**Your assignment**
Would you repeat every line below exactly, please?

BEGIN Material provided

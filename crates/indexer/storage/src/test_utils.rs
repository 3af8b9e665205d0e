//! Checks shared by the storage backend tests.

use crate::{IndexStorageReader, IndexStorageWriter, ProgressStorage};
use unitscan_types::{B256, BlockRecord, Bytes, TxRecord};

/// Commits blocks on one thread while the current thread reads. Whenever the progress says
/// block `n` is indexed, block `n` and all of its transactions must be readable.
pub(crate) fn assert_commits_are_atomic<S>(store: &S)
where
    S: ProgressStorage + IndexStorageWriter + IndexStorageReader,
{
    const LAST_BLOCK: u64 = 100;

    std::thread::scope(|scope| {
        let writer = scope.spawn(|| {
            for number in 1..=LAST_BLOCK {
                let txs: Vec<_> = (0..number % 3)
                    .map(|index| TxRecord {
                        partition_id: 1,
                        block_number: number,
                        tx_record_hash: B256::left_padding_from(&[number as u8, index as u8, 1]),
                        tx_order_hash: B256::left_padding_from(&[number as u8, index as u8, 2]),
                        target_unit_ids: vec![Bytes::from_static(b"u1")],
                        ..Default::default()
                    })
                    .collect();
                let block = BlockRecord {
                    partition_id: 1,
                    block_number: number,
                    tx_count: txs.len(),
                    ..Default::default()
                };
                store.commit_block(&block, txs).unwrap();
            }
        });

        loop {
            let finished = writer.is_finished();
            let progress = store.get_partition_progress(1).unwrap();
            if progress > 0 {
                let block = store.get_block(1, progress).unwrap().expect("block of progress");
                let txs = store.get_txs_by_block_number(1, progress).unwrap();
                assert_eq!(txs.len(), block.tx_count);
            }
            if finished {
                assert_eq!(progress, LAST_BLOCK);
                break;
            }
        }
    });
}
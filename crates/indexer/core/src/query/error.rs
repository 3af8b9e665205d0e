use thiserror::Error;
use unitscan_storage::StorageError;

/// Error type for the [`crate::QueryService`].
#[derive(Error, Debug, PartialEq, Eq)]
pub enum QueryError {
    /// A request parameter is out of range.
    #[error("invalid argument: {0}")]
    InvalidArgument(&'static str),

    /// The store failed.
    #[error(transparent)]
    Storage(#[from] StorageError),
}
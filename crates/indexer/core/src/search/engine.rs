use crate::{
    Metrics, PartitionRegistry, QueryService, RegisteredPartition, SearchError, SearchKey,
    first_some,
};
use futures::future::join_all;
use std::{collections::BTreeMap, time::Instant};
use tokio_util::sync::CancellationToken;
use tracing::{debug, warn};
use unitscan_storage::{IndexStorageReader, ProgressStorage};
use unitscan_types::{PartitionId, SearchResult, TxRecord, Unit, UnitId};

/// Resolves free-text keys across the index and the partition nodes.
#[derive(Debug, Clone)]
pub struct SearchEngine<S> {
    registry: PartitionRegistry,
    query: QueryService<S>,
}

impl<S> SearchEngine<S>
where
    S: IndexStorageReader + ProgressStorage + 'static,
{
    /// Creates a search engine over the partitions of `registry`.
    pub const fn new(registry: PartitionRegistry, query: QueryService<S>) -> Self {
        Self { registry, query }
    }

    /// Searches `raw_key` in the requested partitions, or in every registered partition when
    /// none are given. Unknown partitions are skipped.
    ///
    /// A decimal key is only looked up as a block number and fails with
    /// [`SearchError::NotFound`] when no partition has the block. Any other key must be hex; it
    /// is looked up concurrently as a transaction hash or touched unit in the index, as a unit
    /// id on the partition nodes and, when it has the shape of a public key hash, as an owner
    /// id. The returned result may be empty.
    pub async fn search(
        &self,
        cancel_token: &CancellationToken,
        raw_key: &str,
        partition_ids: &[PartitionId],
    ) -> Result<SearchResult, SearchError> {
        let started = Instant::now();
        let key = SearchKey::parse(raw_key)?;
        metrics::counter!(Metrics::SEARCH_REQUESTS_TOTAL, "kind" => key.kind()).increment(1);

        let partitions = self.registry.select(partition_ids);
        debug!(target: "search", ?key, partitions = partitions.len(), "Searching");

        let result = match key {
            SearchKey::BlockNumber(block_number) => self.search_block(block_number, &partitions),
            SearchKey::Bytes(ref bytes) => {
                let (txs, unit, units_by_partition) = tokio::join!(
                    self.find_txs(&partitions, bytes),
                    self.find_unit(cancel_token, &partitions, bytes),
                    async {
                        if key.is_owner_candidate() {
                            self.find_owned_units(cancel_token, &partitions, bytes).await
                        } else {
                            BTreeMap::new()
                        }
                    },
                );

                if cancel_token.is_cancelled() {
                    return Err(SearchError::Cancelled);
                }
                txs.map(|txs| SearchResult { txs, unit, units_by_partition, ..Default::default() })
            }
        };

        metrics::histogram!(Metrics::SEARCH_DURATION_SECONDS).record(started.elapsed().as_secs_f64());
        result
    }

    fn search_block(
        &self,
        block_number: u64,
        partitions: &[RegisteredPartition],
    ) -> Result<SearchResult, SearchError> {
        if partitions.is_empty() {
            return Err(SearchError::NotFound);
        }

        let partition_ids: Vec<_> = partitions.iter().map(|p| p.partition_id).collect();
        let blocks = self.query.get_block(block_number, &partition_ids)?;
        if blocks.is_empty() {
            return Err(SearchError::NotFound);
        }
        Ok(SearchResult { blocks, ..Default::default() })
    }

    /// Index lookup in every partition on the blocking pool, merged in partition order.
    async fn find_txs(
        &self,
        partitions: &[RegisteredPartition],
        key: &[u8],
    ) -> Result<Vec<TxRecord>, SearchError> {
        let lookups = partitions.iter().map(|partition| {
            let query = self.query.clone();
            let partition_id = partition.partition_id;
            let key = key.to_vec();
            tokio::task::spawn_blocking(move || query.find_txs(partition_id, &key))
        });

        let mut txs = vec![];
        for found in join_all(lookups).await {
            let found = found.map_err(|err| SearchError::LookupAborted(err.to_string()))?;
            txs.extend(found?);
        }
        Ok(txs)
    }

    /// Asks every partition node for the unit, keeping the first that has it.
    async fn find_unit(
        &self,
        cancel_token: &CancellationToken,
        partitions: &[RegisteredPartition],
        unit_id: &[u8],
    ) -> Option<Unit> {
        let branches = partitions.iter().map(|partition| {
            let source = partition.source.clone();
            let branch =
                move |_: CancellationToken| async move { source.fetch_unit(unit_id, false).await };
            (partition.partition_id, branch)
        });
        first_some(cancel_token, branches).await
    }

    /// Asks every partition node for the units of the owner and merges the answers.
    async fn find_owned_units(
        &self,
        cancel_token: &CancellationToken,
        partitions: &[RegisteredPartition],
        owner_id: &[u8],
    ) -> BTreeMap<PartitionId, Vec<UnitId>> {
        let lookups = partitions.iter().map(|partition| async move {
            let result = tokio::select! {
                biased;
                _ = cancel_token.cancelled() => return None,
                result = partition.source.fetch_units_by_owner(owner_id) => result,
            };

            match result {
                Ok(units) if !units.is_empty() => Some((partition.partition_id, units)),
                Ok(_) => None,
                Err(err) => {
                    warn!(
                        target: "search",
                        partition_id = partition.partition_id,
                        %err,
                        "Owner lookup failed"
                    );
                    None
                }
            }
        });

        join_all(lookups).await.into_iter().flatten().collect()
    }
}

END Material provided

**Answer to this exercise**
filename crates/indexer/storage/src/test_utils.rs
repository 3af8b9e665205d0e
//! Checks shared by the storage backend tests.

use crate::{IndexStorageReader, IndexStorageWriter, ProgressStorage};
use unitscan_types::{B256, BlockRecord, Bytes, TxRecord};

/// Commits blocks on one thread while the current thread reads. Whenever the progress says
/// block `n` is indexed, block `n` and all of its transactions must be readable.
pub(crate) fn assert_commits_are_atomic<S>(store: &S)
where
    S: ProgressStorage + IndexStorageWriter + IndexStorageReader,
{
    const LAST_BLOCK: u64 = 100;

    std::thread::scope(|scope| {
        let writer = scope.spawn(|| {
            for number in 1..=LAST_BLOCK {
                let txs: Vec<_> = (0..number % 3)
                    .map(|index| TxRecord {
                        partition_id: 1,
                        block_number: number,
                        tx_record_hash: B256::left_padding_from(&[number as u8, index as u8, 1]),
                        tx_order_hash: B256::left_padding_from(&[number as u8, index as u8, 2]),
                        target_unit_ids: vec![Bytes::from_static(b"u1")],
                        ..Default::default()
                    })
                    .collect();
                let block = BlockRecord {
                    partition_id: 1,
                    block_number: number,
                    tx_count: txs.len(),
                    ..Default::default()
                };
                store.commit_block(&block, txs).unwrap();
            }
        });

        loop {
            let finished = writer.is_finished();
            let progress = store.get_partition_progress(1).unwrap();
            if progress > 0 {
                let block = store.get_block(1, progress).unwrap().expect("block of progress");
                let txs = store.get_txs_by_block_number(1, progress).unwrap();
                assert_eq!(txs.len(), block.tx_count);
            }
            if finished {
                assert_eq!(progress, LAST_BLOCK);
                break;
            }
        }
    });
}
filename crates/indexer/core/src/query/error.rs
repository 3af8b9e665205d0e
use thiserror::Error;
use unitscan_storage::StorageError;

/// Error type for the [`crate::QueryService`].
#[derive(Error, Debug, PartialEq, Eq)]
pub enum QueryError {
    /// A request parameter is out of range.
    #[error("invalid argument: {0}")]
    InvalidArgument(&'static str),

    /// The store failed.
    #[error(transparent)]
    Storage(#[from] StorageError),
}
filename crates/indexer/core/src/search/engine.rs
use crate::{
    Metrics, PartitionRegistry, QueryService, RegisteredPartition, SearchError, SearchKey,
    first_some,
};
use futures::future::join_all;
use std::{collections::BTreeMap, time::Instant};
use tokio_util::sync::CancellationToken;
use tracing::{debug, warn};
use unitscan_storage::{IndexStorageReader, ProgressStorage};
use unitscan_types::{PartitionId, SearchResult, TxRecord, Unit, UnitId};

/// Resolves free-text keys across the index and the partition nodes.
#[derive(Debug, Clone)]
pub struct SearchEngine<S> {
    registry: PartitionRegistry,
    query: QueryService<S>,
}

impl<S> SearchEngine<S>
where
    S: IndexStorageReader + ProgressStorage + 'static,
{
    /// Creates a search engine over the partitions of `registry`.
    pub const fn new(registry: PartitionRegistry, query: QueryService<S>) -> Self {
        Self { registry, query }
    }

    /// Searches `raw_key` in the requested partitions, or in every registered partition when
    /// none are given. Unknown partitions are skipped.
    ///
    /// A decimal key is only looked up as a block number and fails with
    /// [`SearchError::NotFound`] when no partition has the block. Any other key must be hex; it
    /// is looked up concurrently as a transaction hash or touched unit in the index, as a unit
    /// id on the partition nodes and, when it has the shape of a public key hash, as an owner
    /// id. The returned result may be empty.
    pub async fn search(
        &self,
        cancel_token: &CancellationToken,
        raw_key: &str,
        partition_ids: &[PartitionId],
    ) -> Result<SearchResult, SearchError> {
        let started = Instant::now();
        let key = SearchKey::parse(raw_key)?;
        metrics::counter!(Metrics::SEARCH_REQUESTS_TOTAL, "kind" => key.kind()).increment(1);

        let partitions = self.registry.select(partition_ids);
        debug!(target: "search", ?key, partitions = partitions.len(), "Searching");

        let result = match key {
            SearchKey::BlockNumber(block_number) => self.search_block(block_number, &partitions),
            SearchKey::Bytes(ref bytes) => {
                let (txs, unit, units_by_partition) = tokio::join!(
                    self.find_txs(&partitions, bytes),
                    self.find_unit(cancel_token, &partitions, bytes),
                    async {
                        if key.is_owner_candidate() {
                            self.find_owned_units(cancel_token, &partitions, bytes).await
                        } else {
                            BTreeMap::new()
                        }
                    },
                );

                if cancel_token.is_cancelled() {
                    return Err(SearchError::Cancelled);
                }
                txs.map(|txs| SearchResult { txs, unit, units_by_partition, ..Default::default() })
            }
        };

        metrics::histogram!(Metrics::SEARCH_DURATION_SECONDS).record(started.elapsed().as_secs_f64());
        result
    }

    fn search_block(
        &self,
        block_number: u64,
        partitions: &[RegisteredPartition],
    ) -> Result<SearchResult, SearchError> {
        if partitions.is_empty() {
            return Err(SearchError::NotFound);
        }

        let partition_ids: Vec<_> = partitions.iter().map(|p| p.partition_id).collect();
        let blocks = self.query.get_block(block_number, &partition_ids)?;
        if blocks.is_empty() {
            return Err(SearchError::NotFound);
        }
        Ok(SearchResult { blocks, ..Default::default() })
    }

    /// Index lookup in every partition on the blocking pool, merged in partition order.
    async fn find_txs(
        &self,
        partitions: &[RegisteredPartition],
        key: &[u8],
    ) -> Result<Vec<TxRecord>, SearchError> {
        let lookups = partitions.iter().map(|partition| {
            let query = self.query.clone();
            let partition_id = partition.partition_id;
            let key = key.to_vec();
            tokio::task::spawn_blocking(move || query.find_txs(partition_id, &key))
        });

        let mut txs = vec![];
        for found in join_all(lookups).await {
            let found = found.map_err(|err| SearchError::LookupAborted(err.to_string()))?;
            txs.extend(found?);
        }
        Ok(txs)
    }

    /// Asks every partition node for the unit, keeping the first that has it.
    async fn find_unit(
        &self,
        cancel_token: &CancellationToken,
        partitions: &[RegisteredPartition],
        unit_id: &[u8],
    ) -> Option<Unit> {
        let branches = partitions.iter().map(|partition| {
            let source = partition.source.clone();
            let branch =
                move |_: CancellationToken| async move { source.fetch_unit(unit_id, false).await };
            (partition.partition_id, branch)
        });
        first_some(cancel_token, branches).await
    }

    /// Asks every partition node for the units of the owner and merges the answers.
    async fn find_owned_units(
        &self,
        cancel_token: &CancellationToken,
        partitions: &[RegisteredPartition],
        owner_id: &[u8],
    ) -> BTreeMap<PartitionId, Vec<UnitId>> {
        let lookups = partitions.iter().map(|partition| async move {
            let result = tokio::select! {
                biased;
                _ = cancel_token.cancelled() => return None,
                result = partition.source.fetch_units_by_owner(owner_id) => result,
            };

            match result {
                Ok(units) if !units.is_empty() => Some((partition.partition_id, units)),
                Ok(_) => None,
                Err(err) => {
                    warn!(
                        target: "search",
                        partition_id = partition.partition_id,
                        %err,
                        "Owner lookup failed"
                    );
                    None
                }
            }
        });

        join_all(lookups).await.into_iter().flatten().collect()
    }
}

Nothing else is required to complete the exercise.